*** Opening of EXERCISE INPUTS ***

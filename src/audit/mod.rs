//! Step recording for audit and replay
//!
//! Every state-changing turn appends a `ProcessStepRecord` carrying a deep
//! snapshot of the workflow state after it ran. The history is append-only
//! except for suffix truncation when a replay rewinds it.

use crate::classifier::Intent;
use crate::state::{ContextSnapshot, ContextStore};
use chrono::{DateTime, Utc};
use serde::{Deserialize, Serialize};
use sha2::{Digest, Sha256};
use std::io::Write;
use tracing::debug;

/// Characters kept in a response preview
pub const PREVIEW_CHARS: usize = 200;

#[derive(Debug, Clone, Serialize, Deserialize)]
pub struct ProcessStepRecord {
    pub step_index: usize,
    pub phase: Intent,
    pub label: String,
    pub thinking: Vec<String>,
    pub response: String,
    pub response_preview: String,
    pub context_after: ContextSnapshot,
    pub recorded_at: DateTime<Utc>,
    /// SHA-256 of `context_after` at record time
    pub context_hash: String,
}

/// Ordered step timeline for one session
#[derive(Debug, Clone, Default)]
pub struct StepHistory {
    records: Vec<ProcessStepRecord>,
}

impl StepHistory {
    pub fn new() -> Self {
        Self::default()
    }

    /// Append a record for a state-changing intent.
    ///
    /// Returns the new step index, or `None` for read-only intents.
    pub fn record(
        &mut self,
        intent: Intent,
        response: &str,
        thinking: &[String],
        store: &ContextStore,
    ) -> Option<usize> {
        if !intent.is_state_changing() {
            return None;
        }

        let step_index = self.records.len();
        let context_after = store.snapshot();
        let context_hash = compute_snapshot_hash(&context_after);
        let label = step_label(intent, response);

        debug!(step_index, phase = %intent, label = %label, "Recording step");

        self.records.push(ProcessStepRecord {
            step_index,
            phase: intent,
            label,
            thinking: thinking.to_vec(),
            response: response.to_string(),
            response_preview: response_preview(response),
            context_after,
            recorded_at: Utc::now(),
            context_hash,
        });

        Some(step_index)
    }

    pub fn records(&self) -> &[ProcessStepRecord] {
        &self.records
    }

    pub fn get(&self, step_index: usize) -> Option<&ProcessStepRecord> {
        self.records.get(step_index)
    }

    pub fn len(&self) -> usize {
        self.records.len()
    }

    pub fn is_empty(&self) -> bool {
        self.records.is_empty()
    }

    /// Keep only the first `len` steps
    pub fn truncate(&mut self, len: usize) {
        self.records.truncate(len);
    }

    /// Check a record's snapshot against the hash taken when it was recorded
    pub fn verify_integrity(&self, step_index: usize) -> bool {
        self.records
            .get(step_index)
            .map(|record| compute_snapshot_hash(&record.context_after) == record.context_hash)
            .unwrap_or(false)
    }

    /// Timeline as markdown, one line per step
    pub fn render(&self) -> String {
        if self.records.is_empty() {
            return "No steps recorded yet.".to_string();
        }

        let mut out = String::from("### Process log\n\n");
        for record in &self.records {
            out.push_str(&format!(
                "{}. **{}** ({}): {}\n",
                record.step_index,
                record.label,
                record.recorded_at.format("%H:%M:%S"),
                record.response_preview.replace('\n', " ")
            ));
        }
        out
    }
}

const DRAFT_LABEL_PREFIX: &str = "Draft: ";

/// Generic label from the intent; drafting steps use the first markdown heading
pub fn step_label(intent: Intent, response: &str) -> String {
    if intent == Intent::DraftSection {
        if let Some(heading) = first_heading(response) {
            return format!("{}{}", DRAFT_LABEL_PREFIX, heading);
        }
    }
    intent.step_label().to_string()
}

/// Section name recorded in a drafting step's label
pub fn drafted_section_name(label: &str) -> Option<&str> {
    label.strip_prefix(DRAFT_LABEL_PREFIX)
}

fn first_heading(text: &str) -> Option<String> {
    text.lines()
        .map(str::trim)
        .find(|line| line.starts_with('#'))
        .map(|line| line.trim_start_matches('#').trim().trim_matches('*').trim().to_string())
        .filter(|heading| !heading.is_empty())
}

/// First `PREVIEW_CHARS` characters, with `...` when cut
pub fn response_preview(response: &str) -> String {
    let mut chars = response.chars();
    let preview: String = chars.by_ref().take(PREVIEW_CHARS).collect();
    if chars.next().is_some() {
        format!("{}...", preview)
    } else {
        preview
    }
}

/// Compute SHA256 hash of a snapshot for integrity verification
/// Streams JSON directly into the hasher
pub fn compute_snapshot_hash(snapshot: &ContextSnapshot) -> String {
    let mut hasher = Sha256::new();

    if serde_json::to_writer(&mut HashWriter(&mut hasher), snapshot).is_err() {
        return String::new();
    }

    hex::encode(hasher.finalize())
}

/// Adapter to allow writing into Sha256 via std::io::Write
struct HashWriter<'a, H: Digest>(&'a mut H);

impl<'a, H: Digest> Write for HashWriter<'a, H> {
    fn write(&mut self, buf: &[u8]) -> std::io::Result<usize> {
        self.0.update(buf);
        Ok(buf.len())
    }

    fn flush(&mut self) -> std::io::Result<()> {
        Ok(())
    }
}

#[cfg(test)]
mod tests {
    use super::*;
    use crate::models::Requirement;

    #[test]
    fn test_read_only_intents_are_not_recorded() {
        let mut history = StepHistory::new();
        let store = ContextStore::new();

        assert_eq!(history.record(Intent::General, "hi", &[], &store), None);
        assert_eq!(history.record(Intent::ShowLog, "log", &[], &store), None);
        assert!(history.is_empty());
    }

    #[test]
    fn test_step_indices_are_contiguous() {
        let mut history = StepHistory::new();
        let store = ContextStore::new();

        for intent in [Intent::AnalyzeDeal, Intent::General, Intent::DiscoverRequirements, Intent::CheckCompliance] {
            history.record(intent, "done", &[], &store);
        }

        assert_eq!(history.len(), 3);
        for (i, record) in history.records().iter().enumerate() {
            assert_eq!(record.step_index, i);
        }
    }

    #[test]
    fn test_recorded_snapshot_is_immutable() {
        let mut history = StepHistory::new();
        let mut store = ContextStore::new();
        store.workflow.requirements.push(Requirement::new("amount", "Amount"));

        history.record(Intent::DiscoverRequirements, "found 1", &[], &store);
        store.workflow.requirements[0].set_value("EUR 10m");
        store.workflow.requirements.push(Requirement::new("tenor", "Tenor"));

        let snapshot = &history.get(0).unwrap().context_after;
        assert_eq!(snapshot.requirements.len(), 1);
        assert!(!snapshot.requirements[0].is_filled());
        assert!(history.verify_integrity(0));
    }

    #[test]
    fn test_draft_label_uses_heading() {
        assert_eq!(
            step_label(Intent::DraftSection, "## Executive Summary\n\nAcme is..."),
            "Draft: Executive Summary"
        );
        assert_eq!(step_label(Intent::DraftSection, "⚠️ No structure yet"), "Draft section");
        assert_eq!(step_label(Intent::AnalyzeDeal, "# Heading"), "Analyze deal");
        assert_eq!(drafted_section_name("Draft: Executive Summary"), Some("Executive Summary"));
        assert_eq!(drafted_section_name("Draft section"), None);
    }

    #[test]
    fn test_response_preview() {
        let short = "short answer";
        assert_eq!(response_preview(short), short);

        let long = "é".repeat(250);
        let preview = response_preview(&long);
        assert!(preview.ends_with("..."));
        assert_eq!(preview.chars().count(), PREVIEW_CHARS + 3);

        let exact = "x".repeat(PREVIEW_CHARS);
        assert_eq!(response_preview(&exact), exact);
    }

    #[test]
    fn test_truncate_and_render() {
        let mut history = StepHistory::new();
        let store = ContextStore::new();
        history.record(Intent::AnalyzeDeal, "a", &[], &store);
        history.record(Intent::GenerateStructure, "b", &[], &store);

        history.truncate(1);
        assert_eq!(history.len(), 1);
        assert!(history.render().contains("**Analyze deal**"));
        assert!(!history.verify_integrity(5));
    }
}
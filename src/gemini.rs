//! Gemini API client
//!
//! Implements `LlmClient` over the `generateContent` REST endpoint.
//! Uses a long-lived reqwest::Client for connection pooling.

use crate::error::OrchestrationError;
use crate::llm::{supports_thinking, LlmClient, LlmRequest, LlmResponse};
use reqwest::Client;
use serde::{Deserialize, Serialize};
use std::time::Duration;
use tracing::{debug, error, info};

const BASE_URL: &str = "https://generativelanguage.googleapis.com/v1beta/models";

/// Reusable Gemini client (connection-pooled)
pub struct GeminiClient {
    client: Client,
    api_key: String,
    base_url: String,
}

impl GeminiClient {
    pub fn new(api_key: String) -> Self {
        let client = Client::builder()
            .pool_idle_timeout(Duration::from_secs(90))
            .pool_max_idle_per_host(8)
            .timeout(Duration::from_secs(180))
            .build()
            .unwrap_or_else(|_| Client::new());

        Self {
            client,
            api_key,
            base_url: BASE_URL.to_string(),
        }
    }

    pub fn with_base_url(mut self, base_url: impl Into<String>) -> Self {
        self.base_url = base_url.into().trim_end_matches('/').to_string();
        self
    }

    fn build_request(request: &LlmRequest) -> GeminiRequest {
        GeminiRequest {
            contents: vec![Content {
                parts: vec![Part {
                    text: request.prompt.clone(),
                    thought: None,
                }],
            }],
            generation_config: GenerationConfig {
                temperature: request.temperature,
                top_p: 0.9,
                top_k: 40,
                max_output_tokens: request.max_tokens,
                thinking_config: (request.include_thoughts && supports_thinking(&request.model))
                    .then_some(ThinkingConfig {
                        include_thoughts: true,
                    }),
            },
            system_instruction: request.system.as_ref().map(|system| SystemInstruction {
                parts: vec![Part {
                    text: system.clone(),
                    thought: None,
                }],
            }),
        }
    }
}

#[async_trait::async_trait]
impl LlmClient for GeminiClient {
    async fn call(&self, request: &LlmRequest) -> crate::Result<LlmResponse> {
        if self.api_key.is_empty() || self.api_key == "your_gemini_api_key_here" {
            return Err(OrchestrationError::LlmError(
                "GEMINI_API_KEY not configured".to_string(),
            ));
        }

        let url = format!(
            "{}/{}:generateContent?key={}",
            self.base_url, request.model, self.api_key
        );

        info!(model = %request.model, "Calling Gemini API");

        let response = self
            .client
            .post(&url)
            .json(&Self::build_request(request))
            .send()
            .await
            .map_err(|e| {
                error!("Gemini API request failed: {}", e);
                OrchestrationError::LlmError(format!("Gemini API error: {}", e))
            })?;

        if !response.status().is_success() {
            let status = response.status();
            let error_text = response.text().await.unwrap_or_default();
            error!(%status, "Gemini API error response: {}", error_text);
            return Err(OrchestrationError::LlmError(format!(
                "Gemini API error ({}): {}",
                status, error_text
            )));
        }

        let gemini_response: GeminiResponse = response.json().await.map_err(|e| {
            error!("Failed to parse Gemini response: {}", e);
            OrchestrationError::LlmError(format!("Gemini parse error: {}", e))
        })?;

        if let Some(usage) = &gemini_response.usage_metadata {
            debug!(
                prompt_tokens = usage.prompt_token_count,
                output_tokens = usage.candidates_token_count,
                "Gemini usage"
            );
        }

        split_response(gemini_response)
    }
}

/// Separate thought parts from answer parts of the first candidate
fn split_response(response: GeminiResponse) -> crate::Result<LlmResponse> {
    let candidate = response.candidates.into_iter().next().ok_or_else(|| {
        OrchestrationError::LlmError("No response from Gemini API".to_string())
    })?;

    if candidate.finish_reason.as_deref() == Some("SAFETY") {
        return Err(OrchestrationError::LlmError(
            "Gemini blocked the response for safety reasons".to_string(),
        ));
    }

    let mut text = String::new();
    let mut thinking = Vec::new();

    for part in candidate.content.parts {
        if part.thought.unwrap_or(false) {
            thinking.push(part.text);
        } else {
            text.push_str(&part.text);
        }
    }

    if text.trim().is_empty() {
        return Err(OrchestrationError::LlmError(
            "Empty response from Gemini".to_string(),
        ));
    }

    Ok(LlmResponse { text, thinking })
}

#[derive(Debug, Serialize)]
#[serde(rename_all = "camelCase")]
struct GeminiRequest {
    contents: Vec<Content>,
    generation_config: GenerationConfig,
    #[serde(skip_serializing_if = "Option::is_none")]
    system_instruction: Option<SystemInstruction>,
}

#[derive(Debug, Serialize, Deserialize)]
struct Content {
    #[serde(default)]
    parts: Vec<Part>,
}

#[derive(Debug, Serialize, Deserialize)]
struct Part {
    #[serde(default)]
    text: String,
    #[serde(default, skip_serializing_if = "Option::is_none")]
    thought: Option<bool>,
}

#[derive(Debug, Serialize)]
#[serde(rename_all = "camelCase")]
struct GenerationConfig {
    temperature: f32,
    top_p: f32,
    top_k: i32,
    max_output_tokens: u32,
    #[serde(skip_serializing_if = "Option::is_none")]
    thinking_config: Option<ThinkingConfig>,
}

#[derive(Debug, Serialize)]
#[serde(rename_all = "camelCase")]
struct ThinkingConfig {
    include_thoughts: bool,
}

#[derive(Debug, Serialize)]
struct SystemInstruction {
    parts: Vec<Part>,
}

#[derive(Debug, Deserialize)]
#[serde(rename_all = "camelCase")]
struct GeminiResponse {
    #[serde(default)]
    candidates: Vec<Candidate>,
    usage_metadata: Option<UsageMetadata>,
}

#[derive(Debug, Deserialize)]
#[serde(rename_all = "camelCase")]
struct Candidate {
    content: Content,
    finish_reason: Option<String>,
}

#[derive(Debug, Deserialize)]
#[serde(rename_all = "camelCase")]
struct UsageMetadata {
    #[serde(default)]
    prompt_token_count: i32,
    #[serde(default)]
    candidates_token_count: i32,
}
//! Core data models for the credit pack workflow

use crate::classifier::Intent;
use crate::search::SearchStatus;
use serde::{Deserialize, Serialize};
use std::fmt;

//
// ================= Enums =================
//

#[derive(Debug, Clone, Copy, Serialize, Deserialize, PartialEq, Eq)]
#[serde(rename_all = "lowercase")]
pub enum RequirementStatus {
    Filled,
    Empty,
}

#[derive(Debug, Clone, Copy, Serialize, Deserialize, PartialEq, Eq)]
#[serde(rename_all = "lowercase", from = "String")]
pub enum CheckStatus {
    Pass,
    Fail,
    Review,
}

impl From<String> for CheckStatus {
    fn from(raw: String) -> Self {
        match raw.trim().to_lowercase().as_str() {
            "pass" | "passed" | "ok" | "compliant" => CheckStatus::Pass,
            "fail" | "failed" | "breach" | "non-compliant" => CheckStatus::Fail,
            _ => CheckStatus::Review,
        }
    }
}

/// What a handler did, for the front end to react to
#[derive(Debug, Clone, Copy, Serialize, Deserialize, PartialEq, Eq)]
#[serde(rename_all = "snake_case")]
pub enum ActionTag {
    Analyzed,
    AnalysisEnhanced,
    RequirementsDiscovered,
    DataProvided,
    ComplianceChecked,
    StructureGenerated,
    SectionDrafted,
    DraftingComplete,
    Answered,
    StateShown,
    LogShown,
}

//
// ================= Uploads =================
//

#[derive(Debug, Clone, Serialize, Deserialize, PartialEq, Eq)]
pub struct UploadedFile {
    pub name: String,
    pub content: String,
    pub file_type: String,
    #[serde(default)]
    pub analyzed: bool,
}

impl UploadedFile {
    /// File type is taken from the extension, `txt` when there is none
    pub fn new(name: impl Into<String>, content: impl Into<String>) -> Self {
        let name = name.into();
        let file_type = name
            .rsplit_once('.')
            .map(|(_, ext)| ext.to_lowercase())
            .filter(|ext| !ext.is_empty())
            .unwrap_or_else(|| "txt".to_string());

        Self {
            name,
            content: content.into(),
            file_type,
            analyzed: false,
        }
    }
}

//
// ================= Analysis =================
//

#[derive(Debug, Clone, Default, Serialize, Deserialize, PartialEq, Eq)]
pub struct Analysis {
    pub text: String,
    /// Assessment approach the analyst settled on (e.g. full credit assessment)
    #[serde(default)]
    pub approach: Option<String>,
    /// Origination method (e.g. new facility, renewal)
    #[serde(default)]
    pub method: Option<String>,
    #[serde(default)]
    pub thinking: Vec<String>,
}

//
// ================= Requirements =================
//

/// A data point the credit pack needs.
///
/// `status` is derived from `value` and cannot be set independently:
/// it is `Filled` exactly when the trimmed value is non-empty.
#[derive(Debug, Clone, Serialize, Deserialize, PartialEq, Eq)]
#[serde(from = "RequirementRecord")]
pub struct Requirement {
    pub id: String,
    pub name: String,
    value: String,
    status: RequirementStatus,
    pub category: Option<String>,
    pub priority: Option<String>,
    pub source: Option<String>,
}

#[derive(Deserialize)]
struct RequirementRecord {
    #[serde(default)]
    id: String,
    name: String,
    #[serde(default)]
    value: Option<serde_json::Value>,
    #[serde(default)]
    category: Option<String>,
    #[serde(default)]
    priority: Option<String>,
    #[serde(default)]
    source: Option<String>,
}

impl From<RequirementRecord> for Requirement {
    fn from(record: RequirementRecord) -> Self {
        let id = if record.id.trim().is_empty() {
            slugify(&record.name)
        } else {
            record.id
        };

        let mut requirement = Requirement::new(id, record.name);
        requirement.category = record.category;
        requirement.priority = record.priority;
        requirement.source = record.source;
        requirement.set_value(record.value.map(scalar_text).unwrap_or_default());
        requirement
    }
}

/// Models often return amounts and flags as bare JSON numbers or booleans
fn scalar_text(value: serde_json::Value) -> String {
    match value {
        serde_json::Value::Null => String::new(),
        serde_json::Value::String(text) => text,
        other => other.to_string(),
    }
}

impl Requirement {
    pub fn new(id: impl Into<String>, name: impl Into<String>) -> Self {
        Self {
            id: id.into(),
            name: name.into(),
            value: String::new(),
            status: RequirementStatus::Empty,
            category: None,
            priority: None,
            source: None,
        }
    }

    pub fn with_value(mut self, value: impl Into<String>) -> Self {
        self.set_value(value);
        self
    }

    pub fn set_value(&mut self, value: impl Into<String>) {
        self.value = value.into().trim().to_string();
        self.status = if self.value.is_empty() {
            RequirementStatus::Empty
        } else {
            RequirementStatus::Filled
        };
    }

    pub fn value(&self) -> &str {
        &self.value
    }

    pub fn status(&self) -> RequirementStatus {
        self.status
    }

    pub fn is_filled(&self) -> bool {
        self.status == RequirementStatus::Filled
    }

    /// Case-insensitive match against either the id or the display name
    pub fn matches(&self, key: &str) -> bool {
        let key = key.trim();
        self.id.eq_ignore_ascii_case(key)
            || self.name.eq_ignore_ascii_case(key)
            || slugify(&self.name) == slugify(key)
    }
}

fn slugify(name: &str) -> String {
    name.trim()
        .to_lowercase()
        .split(|c: char| !c.is_alphanumeric())
        .filter(|part| !part.is_empty())
        .collect::<Vec<_>>()
        .join("_")
}

//
// ================= Compliance =================
//

#[derive(Debug, Clone, Serialize, Deserialize, PartialEq, Eq)]
pub struct ComplianceCheck {
    pub criterion: String,
    pub status: CheckStatus,
    #[serde(default)]
    pub evidence: String,
    #[serde(default)]
    pub reference: Option<String>,
}

//
// ================= Document =================
//

#[derive(Debug, Clone, Serialize, Deserialize, PartialEq, Eq)]
pub struct SectionDescriptor {
    pub name: String,
    #[serde(default)]
    pub description: String,
    #[serde(default)]
    pub detail_level: Option<String>,
}

impl SectionDescriptor {
    pub fn new(name: impl Into<String>, description: impl Into<String>) -> Self {
        Self {
            name: name.into(),
            description: description.into(),
            detail_level: None,
        }
    }
}

/// One question a specialist put to another while working
#[derive(Debug, Clone, Serialize, Deserialize, PartialEq, Eq)]
pub struct AgentQuery {
    pub from: String,
    pub to: String,
    pub query: String,
    pub response: String,
}

#[derive(Debug, Clone, Serialize, Deserialize, PartialEq, Eq)]
pub struct SectionDraft {
    pub name: String,
    pub content: String,
    #[serde(default, skip_serializing_if = "Option::is_none")]
    pub facts_used: Option<Vec<String>>,
    #[serde(default, skip_serializing_if = "Option::is_none")]
    pub missing_items: Option<Vec<String>>,
    #[serde(default, skip_serializing_if = "Option::is_none")]
    pub agent_queries: Option<Vec<AgentQuery>>,
}

impl SectionDraft {
    pub fn new(name: impl Into<String>, content: impl Into<String>) -> Self {
        Self {
            name: name.into(),
            content: content.into(),
            facts_used: None,
            missing_items: None,
            agent_queries: None,
        }
    }
}

//
// ================= Source tracking =================
//

#[derive(Debug, Clone, Serialize, Deserialize, PartialEq, Eq)]
pub struct SearchRecord {
    pub query: String,
    pub purpose: String,
    pub status: SearchStatus,
    pub result_count: usize,
    #[serde(default)]
    pub error: Option<String>,
}

#[derive(Debug, Clone, Serialize, Deserialize, PartialEq, Eq)]
pub struct ExampleUsage {
    pub filename: String,
    pub purpose: String,
}

#[derive(Debug, Clone, Copy, Default, Serialize, Deserialize, PartialEq, Eq)]
pub struct SourcesUsed {
    pub rag_searches: usize,
    pub examples_used: usize,
    pub files_analyzed: usize,
}

//
// ================= Final Result =================
//

/// What the chat front end renders for every turn, errors included
#[derive(Debug, Clone, Serialize, Deserialize)]
pub struct OrchestratorResponse {
    pub intent: Intent,
    pub response: String,
    pub thinking: Vec<String>,
    pub reasoning: Option<String>,
    pub action: Option<ActionTag>,
    pub requires_approval: bool,
    pub next_suggestion: Option<String>,
    pub agent_communication: Option<Vec<AgentQuery>>,
    pub sources_used: SourcesUsed,
    pub is_error: bool,
    /// Index of the step this turn was recorded as, if it was recorded
    pub step_index: Option<usize>,
}

impl fmt::Display for RequirementStatus {
    fn fmt(&self, f: &mut fmt::Formatter<'_>) -> fmt::Result {
        let s = match self {
            RequirementStatus::Filled => "filled",
            RequirementStatus::Empty => "empty",
        };
        write!(f, "{}", s)
    }
}

impl fmt::Display for CheckStatus {
    fn fmt(&self, f: &mut fmt::Formatter<'_>) -> fmt::Result {
        let s = match self {
            CheckStatus::Pass => "PASS",
            CheckStatus::Fail => "FAIL",
            CheckStatus::Review => "REVIEW",
        };
        write!(f, "{}", s)
    }
}
impl HandlerError {
    fn precondition(message: impl Into<String>, suggestion: impl Into<String>) -> Self {
        HandlerError::Precondition {
            message: message.into(),
            suggestion: suggestion.into(),
        }
    }

    /// Error result the user sees, with a note in the thinking log
    pub fn into_outcome(self, intent: Intent, thinking: &mut Vec<String>) -> HandlerOutcome {
        match self {
            HandlerError::Precondition { message, suggestion } => {
                thinking.push(format!("⚠️ Precondition not met: {}", message));
                HandlerOutcome {
                    response: format!("⚠️ {}", message),
                    next_suggestion: Some(suggestion),
                    ..HandlerOutcome::default()
                }
            }
            HandlerError::Collaborator(e) => {
                thinking.push(format!("⚠️ {} failed: {}", intent.step_label(), e));
                HandlerOutcome {
                    response: format!("❌ {} failed: {}", intent.step_label(), e),
                    next_suggestion: Some(
                        "Try again, or replay an earlier step from the process log.".to_string(),
                    ),
                    ..HandlerOutcome::default()
                }
            }
        }
    }
}

fn needs_teaser() -> HandlerError {
    HandlerError::precondition(
        "No deal teaser has been uploaded yet.",
        "Upload the deal teaser first, then ask me to analyze the deal.",
    )
}

fn needs_analysis() -> HandlerError {
    HandlerError::precondition(
        "The deal has not been analyzed yet.",
        "Analyze the deal first (e.g. \"analyze the teaser\").",
    )
}

fn needs_requirements() -> HandlerError {
    HandlerError::precondition(
        "No requirements have been discovered yet.",
        "Discover requirements first (e.g. \"discover requirements\").",
    )
}

fn needs_structure() -> HandlerError {
    HandlerError::precondition(
        "There is no document structure to draft from yet.",
        "Generate structure first (e.g. \"generate structure\"), then draft section by section.",
    )
}
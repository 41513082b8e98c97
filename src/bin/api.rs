use credit_pack_orchestrator::{api::start_server, Orchestrator, OrchestratorConfig};
use std::sync::Arc;
use tracing::{info, warn};
use tracing_subscriber::EnvFilter;

#[tokio::main]
async fn main() -> Result<(), Box<dyn std::error::Error>> {
    // Load environment variables
    dotenv::dotenv().ok();

    tracing_subscriber::fmt()
        .with_env_filter(EnvFilter::try_from_default_env().unwrap_or_else(|_| EnvFilter::new("info")))
        .init();

    let config = OrchestratorConfig::from_env()?;
    if !config.has_api_key() {
        warn!("⚠️  GEMINI_API_KEY not set in .env, model calls will fail");
    }

    let port = config.port;
    info!("🚀 Credit Pack Orchestrator - API Server");
    info!("📍 Port: {}", port);
    info!(
        classifier = %config.classifier_model,
        agent = %config.agent_model,
        writer = %config.writer_model,
        search = config.search_base_url.is_some(),
        "Models configured"
    );

    let factory = Arc::new(move || Orchestrator::from_config(config.clone()));

    info!("📡 Starting API server...");
    start_server(factory, port).await?;

    Ok(())
}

*** Close of EXERCISE INPUTS ***

Copy out every line from the records that has the word "hasher".

* [EXERCISE OUTPUT]
/// Streams JSON directly into the hasher
    let mut hasher = Sha256::new();
    if serde_json::to_writer(&mut HashWriter(&mut hasher), snapshot).is_err() {
    hex::encode(hasher.finalize())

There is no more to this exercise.